With a lean and dedicated staff that included Roe as director of Programs and Development, Britt oversaw planning and construction of more than 100 miles of the Palmetto Trail during her tenure. Major projects included reclaiming the Broad River Trestle in a rails-to-trail conversion that created the Peak to Prosperity Passage in Newberry County; elevating Wateree Passage 15 feet in the air for almost a mile across historic swamplands in Sumter County; and steering comprehensive plans and construction of Stumphouse Passage and Walhalla’s Stumphouse Mountain Bike Park in Oconee County.
Britt believes strongly in the power of partnerships and worked tirelessly to pull together partners from government, corporations, nonprofits and education to support and fund the Palmetto Trail. Stretching across 14 counties from mountains to sea, the Trail is South Carolina’s longest public hiking-biking trail and largest trail construction project. As a champion of public access via trails and greenways, Britt was at the helm to inaugurate the Palmetto Conservation Corps as a PCF program that is improving the state’s public recreation infrastructure. The Corps is South Carolina’s only trail-based AmeriCorps service and job-training program for young adults.
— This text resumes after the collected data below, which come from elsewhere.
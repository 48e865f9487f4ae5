pub(crate) mod check;
pub(crate) mod explain;
pub(crate) mod passes;
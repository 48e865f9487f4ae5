//! Shared AST types for ISL domains.
//!
//! These types are produced by the parser and consumed by every analysis
//! pass. They round-trip through JSON so that a domain parsed elsewhere can
//! be analyzed without linking the parser.

use serde::{Deserialize, Serialize};

use crate::expr::{DurationLiteral, Expr};

// ──────────────────────────────────────────────
// Spans
// ──────────────────────────────────────────────

#[derive(Debug, Clone, PartialEq, Eq, Hash, Serialize, Deserialize)]
#[serde(rename_all = "camelCase")]
pub struct Span {
    #[serde(default)]
    pub file: String,
    pub line: u32,
    pub column: u32,
    pub end_line: u32,
    pub end_column: u32,
}

impl Span {
    pub fn new(file: impl Into<String>, line: u32, column: u32, end_line: u32, end_column: u32) -> Self {
        Span {
            file: file.into(),
            line,
            column,
            end_line,
            end_column,
        }
    }

    /// Location used for nodes the parser left without a span.
    pub fn fallback(file: &str) -> Self {
        Span::new(file, 1, 1, 1, 1)
    }

    /// Single-line span, mostly useful when building ASTs by hand.
    pub fn line(file: impl Into<String>, line: u32) -> Self {
        Span::new(file, line, 1, line, 1)
    }
}

// ──────────────────────────────────────────────
// Types
// ──────────────────────────────────────────────

/// A type expression as written in a field, type declaration or behavior output.
#[derive(Debug, Clone, PartialEq, Serialize, Deserialize)]
#[serde(tag = "kind")]
pub enum TypeExpr {
    Primitive {
        name: String,
    },
    /// Named type reference -- a declared type, an entity, or an unknown name
    Reference {
        name: String,
    },
    List {
        element: Box<TypeExpr>,
    },
    Map {
        key: Box<TypeExpr>,
        value: Box<TypeExpr>,
    },
    Optional {
        inner: Box<TypeExpr>,
    },
    Struct {
        fields: Vec<Field>,
    },
    Union {
        variants: Vec<UnionVariant>,
    },
    Enum {
        variants: Vec<String>,
    },
    /// Generic instantiation such as `Page<User>`
    Generic {
        name: String,
        #[serde(default)]
        arguments: Vec<TypeExpr>,
    },
}

impl TypeExpr {
    pub fn reference(name: impl Into<String>) -> Self {
        TypeExpr::Reference { name: name.into() }
    }

    pub fn primitive(name: impl Into<String>) -> Self {
        TypeExpr::Primitive { name: name.into() }
    }

    pub fn list(element: TypeExpr) -> Self {
        TypeExpr::List {
            element: Box::new(element),
        }
    }

    pub fn optional(inner: TypeExpr) -> Self {
        TypeExpr::Optional {
            inner: Box::new(inner),
        }
    }

    /// Strip list and optional wrappers: `List<Optional<User>>` -> `User`.
    pub fn unwrap_containers(&self) -> &TypeExpr {
        match self {
            TypeExpr::List { element } => element.unwrap_containers(),
            TypeExpr::Optional { inner } => inner.unwrap_containers(),
            other => other,
        }
    }

    /// The referenced name after unwrapping list/optional, if any.
    pub fn referenced_name(&self) -> Option<&str> {
        match self.unwrap_containers() {
            TypeExpr::Reference { name } => Some(name),
            _ => None,
        }
    }

    /// Every named reference reachable in this type, in source order.
    ///
    /// Walks generic arguments, container wrappers, map keys and values,
    /// union members and struct fields. The name of a generic itself is not
    /// a reference; only its arguments are.
    pub fn collect_references<'a>(&'a self, out: &mut Vec<&'a str>) {
        match self {
            TypeExpr::Primitive { .. } | TypeExpr::Enum { .. } => {}
            TypeExpr::Reference { name } => out.push(name),
            TypeExpr::List { element } => element.collect_references(out),
            TypeExpr::Map { key, value } => {
                key.collect_references(out);
                value.collect_references(out);
            }
            TypeExpr::Optional { inner } => inner.collect_references(out),
            TypeExpr::Struct { fields } => {
                for field in fields {
                    field.type_expr.collect_references(out);
                }
            }
            TypeExpr::Union { variants } => {
                for variant in variants {
                    for field in &variant.fields {
                        field.type_expr.collect_references(out);
                    }
                }
            }
            TypeExpr::Generic { arguments, .. } => {
                for arg in arguments {
                    arg.collect_references(out);
                }
            }
        }
    }
}

#[derive(Debug, Clone, PartialEq, Serialize, Deserialize)]
pub struct UnionVariant {
    pub name: String,
    #[serde(default)]
    pub fields: Vec<Field>,
}

#[derive(Debug, Clone, PartialEq, Serialize, Deserialize)]
pub struct Field {
    pub name: String,
    #[serde(rename = "type")]
    pub type_expr: TypeExpr,
    #[serde(default)]
    pub annotations: Vec<String>,
    #[serde(default)]
    pub optional: bool,
    #[serde(default)]
    pub span: Option<Span>,
}

impl Field {
    pub fn new(name: impl Into<String>, type_expr: TypeExpr) -> Self {
        Field {
            name: name.into(),
            type_expr,
            annotations: Vec::new(),
            optional: false,
            span: None,
        }
    }
}

// ──────────────────────────────────────────────
// Declarations
// ──────────────────────────────────────────────

#[derive(Debug, Clone, Default, Serialize, Deserialize)]
pub struct Domain {
    pub name: String,
    #[serde(default)]
    pub version: String,
    #[serde(default)]
    pub types: Vec<TypeDeclaration>,
    #[serde(default)]
    pub entities: Vec<Entity>,
    #[serde(default)]
    pub behaviors: Vec<Behavior>,
    #[serde(default)]
    pub span: Option<Span>,
}

impl Domain {
    pub fn new(name: impl Into<String>) -> Self {
        Domain {
            name: name.into(),
            ..Default::default()
        }
    }

    pub fn entity(&self, name: &str) -> Option<&Entity> {
        self.entities.iter().find(|e| e.name == name)
    }

    pub fn behavior(&self, name: &str) -> Option<&Behavior> {
        self.behaviors.iter().find(|b| b.name == name)
    }

    pub fn type_declaration(&self, name: &str) -> Option<&TypeDeclaration> {
        self.types.iter().find(|t| t.name == name)
    }
}

#[derive(Debug, Clone, PartialEq, Serialize, Deserialize)]
pub struct TypeDeclaration {
    pub name: String,
    pub definition: TypeExpr,
    #[serde(default)]
    pub span: Option<Span>,
}

#[derive(Debug, Clone, PartialEq, Serialize, Deserialize)]
pub struct Entity {
    pub name: String,
    #[serde(default)]
    pub fields: Vec<Field>,
    #[serde(default)]
    pub span: Option<Span>,
}

#[derive(Debug, Clone, Default, Serialize, Deserialize)]
pub struct Behavior {
    pub name: String,
    #[serde(default)]
    pub description: Option<String>,
    #[serde(default)]
    pub input: InputSpec,
    #[serde(default)]
    pub output: OutputSpec,
    #[serde(default)]
    pub preconditions: ConditionBlock,
    #[serde(default)]
    pub postconditions: Vec<PostconditionBlock>,
    #[serde(default)]
    pub invariants: ConditionBlock,
    #[serde(default)]
    pub temporal: TemporalBlock,
    #[serde(default)]
    pub security: SecurityBlock,
    #[serde(default)]
    pub span: Option<Span>,
}

impl Behavior {
    pub fn new(name: impl Into<String>) -> Self {
        Behavior {
            name: name.into(),
            ..Default::default()
        }
    }
}

#[derive(Debug, Clone, Default, Serialize, Deserialize)]
pub struct InputSpec {
    #[serde(default)]
    pub fields: Vec<Field>,
}

#[derive(Debug, Clone, Default, Serialize, Deserialize)]
pub struct OutputSpec {
    #[serde(default)]
    pub success: Option<TypeExpr>,
    #[serde(default)]
    pub errors: Vec<ErrorSpec>,
}

#[derive(Debug, Clone, Serialize, Deserialize)]
pub struct ErrorSpec {
    pub name: String,
    #[serde(default)]
    pub when: Option<String>,
    #[serde(default)]
    pub retriable: bool,
    #[serde(default)]
    pub span: Option<Span>,
}

// ──────────────────────────────────────────────
// Contract blocks
// ──────────────────────────────────────────────

#[derive(Debug, Clone, Default, Serialize, Deserialize)]
pub struct ConditionBlock {
    #[serde(default)]
    pub conditions: Vec<Condition>,
    #[serde(default)]
    pub span: Option<Span>,
}

impl ConditionBlock {
    /// Statements across all conditions, in declaration order.
    pub fn statements(&self) -> impl Iterator<Item = &Statement> {
        self.conditions.iter().flat_map(|c| c.statements.iter())
    }

    /// One condition per expression; the usual shape for hand-built blocks.
    pub fn from_exprs(exprs: impl IntoIterator<Item = Expr>) -> Self {
        ConditionBlock {
            conditions: exprs
                .into_iter()
                .map(|expression| Condition {
                    statements: vec![Statement {
                        expression,
                        span: None,
                    }],
                    span: None,
                })
                .collect(),
            span: None,
        }
    }

    pub fn is_empty(&self) -> bool {
        self.statements().next().is_none()
    }
}

#[derive(Debug, Clone, Default, Serialize, Deserialize)]
pub struct Condition {
    #[serde(default)]
    pub statements: Vec<Statement>,
    #[serde(default)]
    pub span: Option<Span>,
}

#[derive(Debug, Clone, Serialize, Deserialize)]
pub struct Statement {
    pub expression: Expr,
    #[serde(default)]
    pub span: Option<Span>,
}

impl Statement {
    /// The statement span, falling back to the span of its expression.
    pub fn span(&self) -> Option<&Span> {
        self.span.as_ref().or_else(|| self.expression.span())
    }
}

/// Postconditions guarded by an outcome: `success`, `failure`, or an error name.
#[derive(Debug, Clone, Serialize, Deserialize)]
pub struct PostconditionBlock {
    #[serde(default = "default_guard")]
    pub guard: String,
    #[serde(default)]
    pub predicates: ConditionBlock,
    #[serde(default)]
    pub span: Option<Span>,
}

fn default_guard() -> String {
    "success".to_string()
}

impl PostconditionBlock {
    pub fn success(predicates: ConditionBlock) -> Self {
        PostconditionBlock {
            guard: default_guard(),
            predicates,
            span: None,
        }
    }
}

#[derive(Debug, Clone, Default, Serialize, Deserialize)]
pub struct TemporalBlock {
    #[serde(default)]
    pub requirements: Vec<TemporalRequirement>,
    #[serde(default)]
    pub span: Option<Span>,
}

#[derive(Debug, Clone, Copy, PartialEq, Eq, Serialize, Deserialize)]
#[serde(rename_all = "snake_case")]
pub enum TemporalKind {
    Eventually,
    Within,
    Immediately,
    Always,
    Never,
    Response,
}

#[derive(Debug, Clone, Serialize, Deserialize)]
pub struct TemporalRequirement {
    pub kind: TemporalKind,
    #[serde(default)]
    pub duration: Option<DurationLiteral>,
    /// Latency percentile qualifier such as `p99`
    #[serde(default)]
    pub percentile: Option<String>,
    pub condition: Expr,
    #[serde(default)]
    pub span: Option<Span>,
}

#[derive(Debug, Clone, Default, Serialize, Deserialize)]
pub struct SecurityBlock {
    #[serde(default)]
    pub requirements: Vec<SecurityRequirement>,
    #[serde(default)]
    pub span: Option<Span>,
}

#[derive(Debug, Clone, Copy, PartialEq, Eq, Serialize, Deserialize)]
#[serde(rename_all = "snake_case")]
pub enum SecurityKind {
    Requires,
    RateLimit,
    FraudCheck,
}

#[derive(Debug, Clone, Serialize, Deserialize)]
pub struct SecurityRequirement {
    pub kind: SecurityKind,
    pub expression: Expr,
    #[serde(default)]
    pub span: Option<Span>,
}
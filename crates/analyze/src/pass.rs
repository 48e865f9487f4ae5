//! Pass registration and execution.
//!
//! Every analyzer implements [`AnalysisPass`]. Passes are independent: each
//! one reads the domain, allocates its own working state and returns a fresh
//! diagnostic list. `dependencies` is informational; no pass consumes
//! another pass's output.

use isl_core::{sort_diagnostics, Diagnostic, Domain, Span};
use rayon::prelude::*;
use serde::{Deserialize, Serialize};

use crate::consistency::{ConsistencyPass, UnusedSymbolsPass};
use crate::dependency::CyclicDependencyPass;
use crate::error::AnalyzeError;
use crate::redundancy::RedundantConditionsPass;

/// Default threshold for DEEP_NESTING.
pub const DEFAULT_MAX_NESTING_DEPTH: usize = 5;

/// Input handed to every pass.
#[derive(Debug, Clone, Copy)]
pub struct PassContext<'a> {
    pub ast: &'a Domain,
    pub file_path: &'a str,
}

impl<'a> PassContext<'a> {
    pub fn new(ast: &'a Domain, file_path: &'a str) -> Self {
        PassContext { ast, file_path }
    }

    /// Resolve a node span, substituting the file-level fallback when absent.
    pub fn location_of(&self, span: Option<&Span>) -> Span {
        match span {
            Some(span) if span.file.is_empty() => Span {
                file: self.file_path.to_string(),
                ..span.clone()
            },
            Some(span) => span.clone(),
            None => Span::fallback(self.file_path),
        }
    }
}

pub trait AnalysisPass: Send + Sync {
    fn id(&self) -> &'static str;
    fn name(&self) -> &'static str;
    fn description(&self) -> &'static str;
    fn dependencies(&self) -> &'static [&'static str] {
        &[]
    }
    /// Lower runs first.
    fn priority(&self) -> i32;
    fn enabled_by_default(&self) -> bool {
        true
    }
    fn run(&self, ctx: &PassContext<'_>) -> Vec<Diagnostic>;
}

/// Serializable description of a registered pass.
#[derive(Debug, Clone, Serialize)]
#[serde(rename_all = "camelCase")]
pub struct PassInfo {
    pub id: String,
    pub name: String,
    pub description: String,
    pub dependencies: Vec<String>,
    pub priority: i32,
    pub enabled_by_default: bool,
}

impl PassInfo {
    fn of(pass: &dyn AnalysisPass) -> Self {
        PassInfo {
            id: pass.id().to_string(),
            name: pass.name().to_string(),
            description: pass.description().to_string(),
            dependencies: pass.dependencies().iter().map(|d| d.to_string()).collect(),
            priority: pass.priority(),
            enabled_by_default: pass.enabled_by_default(),
        }
    }
}

/// Pass selection and tuning.
///
/// `only`, when set, selects exactly those passes. Otherwise the default set
/// is adjusted by `enable` and `disable`.
#[derive(Debug, Clone, Serialize, Deserialize)]
#[serde(default)]
pub struct AnalyzerOptions {
    pub only: Option<Vec<String>>,
    pub enable: Vec<String>,
    pub disable: Vec<String>,
    pub max_nesting_depth: usize,
    pub parallel: bool,
}

impl Default for AnalyzerOptions {
    fn default() -> Self {
        AnalyzerOptions {
            only: None,
            enable: Vec::new(),
            disable: Vec::new(),
            max_nesting_depth: DEFAULT_MAX_NESTING_DEPTH,
            parallel: false,
        }
    }
}

#[derive(Default)]
pub struct PassRegistry {
    passes: Vec<Box<dyn AnalysisPass>>,
}

impl PassRegistry {
    pub fn new() -> Self {
        Self::default()
    }

    /// The four built-in passes, tuned by `options`.
    pub fn with_defaults(options: &AnalyzerOptions) -> Self {
        let mut registry = Self::new();
        registry.register(Box::new(RedundantConditionsPass));
        registry.register(Box::new(ConsistencyPass));
        registry.register(Box::new(UnusedSymbolsPass));
        registry.register(Box::new(CyclicDependencyPass::new(options.max_nesting_depth)));
        registry
    }

    /// Register a pass. A pass with an already registered id replaces it.
    pub fn register(&mut self, pass: Box<dyn AnalysisPass>) {
        self.passes.retain(|p| p.id() != pass.id());
        self.passes.push(pass);
    }

    pub fn get(&self, id: &str) -> Option<&dyn AnalysisPass> {
        self.passes.iter().find(|p| p.id() == id).map(|p| p.as_ref())
    }

    /// All registered passes in execution order.
    pub fn infos(&self) -> Vec<PassInfo> {
        self.ordered().into_iter().map(PassInfo::of).collect()
    }

    fn ordered(&self) -> Vec<&dyn AnalysisPass> {
        let mut passes: Vec<&dyn AnalysisPass> = self.passes.iter().map(|p| p.as_ref()).collect();
        passes.sort_by(|a, b| a.priority().cmp(&b.priority()).then_with(|| a.id().cmp(b.id())));
        passes
    }

    fn check_known(&self, ids: &[String]) -> Result<(), AnalyzeError> {
        for id in ids {
            if self.get(id).is_none() {
                let known: Vec<&str> = self.ordered().iter().map(|p| p.id()).collect();
                return Err(AnalyzeError::UnknownPass {
                    id: id.clone(),
                    known: known.join(", "),
                });
            }
        }
        Ok(())
    }

    /// Enabled passes in execution order.
    pub fn select(&self, options: &AnalyzerOptions) -> Result<Vec<&dyn AnalysisPass>, AnalyzeError> {
        self.check_known(&options.enable)?;
        self.check_known(&options.disable)?;
        if let Some(only) = &options.only {
            self.check_known(only)?;
        }

        let selected = self
            .ordered()
            .into_iter()
            .filter(|p| {
                let id = p.id().to_string();
                match &options.only {
                    Some(only) => only.contains(&id),
                    None => {
                        (p.enabled_by_default() || options.enable.contains(&id))
                            && !options.disable.contains(&id)
                    }
                }
            })
            .collect();
        Ok(selected)
    }

    /// Run the selected passes and merge their output.
    ///
    /// Returns the ids that ran and the merged, position-sorted diagnostics.
    /// Parallel and sequential execution yield identical output.
    pub fn run(
        &self,
        ctx: &PassContext<'_>,
        options: &AnalyzerOptions,
    ) -> Result<(Vec<String>, Vec<Diagnostic>), AnalyzeError> {
        let selected = self.select(options)?;
        let ids: Vec<String> = selected.iter().map(|p| p.id().to_string()).collect();

        let per_pass: Vec<Vec<Diagnostic>> = if options.parallel {
            selected.par_iter().map(|p| run_pass(*p, ctx)).collect()
        } else {
            selected.iter().map(|p| run_pass(*p, ctx)).collect()
        };

        let mut diagnostics: Vec<Diagnostic> = per_pass.into_iter().flatten().collect();
        sort_diagnostics(&mut diagnostics);
        Ok((ids, diagnostics))
    }
}

fn run_pass(pass: &dyn AnalysisPass, ctx: &PassContext<'_>) -> Vec<Diagnostic> {
    let _span = tracing::debug_span!("pass", id = pass.id()).entered();
    let diagnostics = pass.run(ctx);
    tracing::debug!(
        domain = %ctx.ast.name,
        diagnostics = diagnostics.len(),
        "pass finished"
    );
    diagnostics
}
“The Palmetto Trail is free and accessible to everyone, it showcases everything that’s good about South Carolina, and it will impact generations to come,” Britt said during a farewell luncheon.
Britt is leaving PCF to become executive director of the Cradle of Forestry in America Interpretive Association in Pisgah Forest, N.C. According to Stuart Ames, a former PCF Board chairperson who interviewed Britt and a Duke Energy retiree, “Cradle of Forestry does not know how lucky they are.” Others echoed his sentiment, including Walhalla City Administrator Brent Taylor who presented Britt with a City Council resolution of thanks.
About the Palmetto Trail
The Palmetto Trail inspires active, healthy living as it showcases the state’s diverse natural beauty, fascinating history, and rich cultural heritage. When finished, the Trail will stretch 500-miles across 14 counties from Walhalla in Oconee County to Awendaw in Charleston County. PCF has constructed 29 passages and 400 miles of public hiking-biking trail. The Palmetto Trail is South Carolina’s premier hiking and biking trail, and is built to protect wildlife habitats while providing public access for active, nonmotorized outdoor recreation. For more information, visit www.palmettoconservation.org.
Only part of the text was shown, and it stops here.